### Work item
Keep every line of the data below that has the string "hashes" and present those lines.

### Excerpted records
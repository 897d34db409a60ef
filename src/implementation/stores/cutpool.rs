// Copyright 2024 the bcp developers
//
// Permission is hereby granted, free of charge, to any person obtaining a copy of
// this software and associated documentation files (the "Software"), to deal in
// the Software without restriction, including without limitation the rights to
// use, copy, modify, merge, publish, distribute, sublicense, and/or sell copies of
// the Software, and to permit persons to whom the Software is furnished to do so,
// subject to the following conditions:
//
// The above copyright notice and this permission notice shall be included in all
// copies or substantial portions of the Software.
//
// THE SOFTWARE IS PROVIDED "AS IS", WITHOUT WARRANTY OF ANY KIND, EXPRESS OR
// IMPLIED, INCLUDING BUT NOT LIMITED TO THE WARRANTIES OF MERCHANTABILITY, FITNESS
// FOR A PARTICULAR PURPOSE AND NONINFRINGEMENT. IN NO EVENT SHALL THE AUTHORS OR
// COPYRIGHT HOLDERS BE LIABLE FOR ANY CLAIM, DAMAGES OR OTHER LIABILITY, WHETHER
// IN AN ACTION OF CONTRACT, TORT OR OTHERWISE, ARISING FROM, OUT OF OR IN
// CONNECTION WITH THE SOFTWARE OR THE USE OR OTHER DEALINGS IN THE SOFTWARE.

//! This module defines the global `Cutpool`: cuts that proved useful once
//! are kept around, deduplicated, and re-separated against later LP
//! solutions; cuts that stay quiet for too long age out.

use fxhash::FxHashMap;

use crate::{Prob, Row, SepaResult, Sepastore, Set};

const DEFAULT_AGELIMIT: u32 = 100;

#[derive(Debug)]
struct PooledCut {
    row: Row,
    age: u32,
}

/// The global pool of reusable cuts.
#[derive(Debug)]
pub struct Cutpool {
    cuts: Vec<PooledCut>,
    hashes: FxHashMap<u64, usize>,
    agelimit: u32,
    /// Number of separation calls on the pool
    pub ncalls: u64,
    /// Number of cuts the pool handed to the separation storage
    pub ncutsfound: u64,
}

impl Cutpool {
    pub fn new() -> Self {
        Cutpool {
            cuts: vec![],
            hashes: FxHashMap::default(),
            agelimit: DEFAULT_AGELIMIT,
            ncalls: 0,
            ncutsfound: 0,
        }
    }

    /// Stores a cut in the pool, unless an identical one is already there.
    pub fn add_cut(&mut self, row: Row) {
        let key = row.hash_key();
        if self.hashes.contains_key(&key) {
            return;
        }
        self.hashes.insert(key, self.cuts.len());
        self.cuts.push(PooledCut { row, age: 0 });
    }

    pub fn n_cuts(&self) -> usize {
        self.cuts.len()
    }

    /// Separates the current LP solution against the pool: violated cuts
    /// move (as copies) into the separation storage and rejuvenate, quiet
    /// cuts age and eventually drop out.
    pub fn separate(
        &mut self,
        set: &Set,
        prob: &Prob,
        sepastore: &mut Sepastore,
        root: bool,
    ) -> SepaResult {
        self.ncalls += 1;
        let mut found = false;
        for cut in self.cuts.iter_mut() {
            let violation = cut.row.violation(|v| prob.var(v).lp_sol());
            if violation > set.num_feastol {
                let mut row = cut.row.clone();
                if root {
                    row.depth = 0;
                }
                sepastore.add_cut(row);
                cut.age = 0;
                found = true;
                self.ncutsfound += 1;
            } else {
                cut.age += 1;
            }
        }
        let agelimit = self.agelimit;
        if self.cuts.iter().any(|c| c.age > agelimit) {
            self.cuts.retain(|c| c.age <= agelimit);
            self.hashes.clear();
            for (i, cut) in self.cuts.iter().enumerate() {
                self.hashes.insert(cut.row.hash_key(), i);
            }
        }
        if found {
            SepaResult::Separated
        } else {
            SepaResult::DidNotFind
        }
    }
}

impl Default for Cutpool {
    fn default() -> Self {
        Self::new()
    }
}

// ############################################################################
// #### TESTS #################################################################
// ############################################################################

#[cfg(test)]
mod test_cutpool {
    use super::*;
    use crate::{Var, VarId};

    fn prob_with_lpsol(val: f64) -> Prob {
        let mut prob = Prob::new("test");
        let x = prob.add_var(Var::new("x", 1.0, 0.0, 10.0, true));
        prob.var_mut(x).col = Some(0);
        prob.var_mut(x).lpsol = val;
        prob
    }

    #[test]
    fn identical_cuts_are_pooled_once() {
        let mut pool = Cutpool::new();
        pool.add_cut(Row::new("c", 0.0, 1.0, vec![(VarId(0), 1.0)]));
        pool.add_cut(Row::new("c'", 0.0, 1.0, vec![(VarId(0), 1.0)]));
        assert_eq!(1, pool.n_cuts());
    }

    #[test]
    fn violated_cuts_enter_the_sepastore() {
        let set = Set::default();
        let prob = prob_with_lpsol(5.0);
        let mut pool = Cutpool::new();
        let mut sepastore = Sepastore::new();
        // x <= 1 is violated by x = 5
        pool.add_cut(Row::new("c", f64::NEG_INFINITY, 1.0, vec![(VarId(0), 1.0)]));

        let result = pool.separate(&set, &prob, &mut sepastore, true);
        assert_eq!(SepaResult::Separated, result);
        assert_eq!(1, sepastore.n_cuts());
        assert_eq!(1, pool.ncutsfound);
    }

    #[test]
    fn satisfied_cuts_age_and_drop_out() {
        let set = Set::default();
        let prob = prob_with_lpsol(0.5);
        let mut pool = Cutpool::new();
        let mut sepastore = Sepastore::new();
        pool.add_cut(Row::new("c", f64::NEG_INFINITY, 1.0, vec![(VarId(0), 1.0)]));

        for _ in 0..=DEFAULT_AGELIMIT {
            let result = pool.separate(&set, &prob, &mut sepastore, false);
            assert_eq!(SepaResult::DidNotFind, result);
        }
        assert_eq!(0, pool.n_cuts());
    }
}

### Output below
    hashes: FxHashMap<u64, usize>,
            hashes: FxHashMap::default(),
        if self.hashes.contains_key(&key) {
        self.hashes.insert(key, self.cuts.len());
            self.hashes.clear();
                self.hashes.insert(cut.row.hash_key(), i);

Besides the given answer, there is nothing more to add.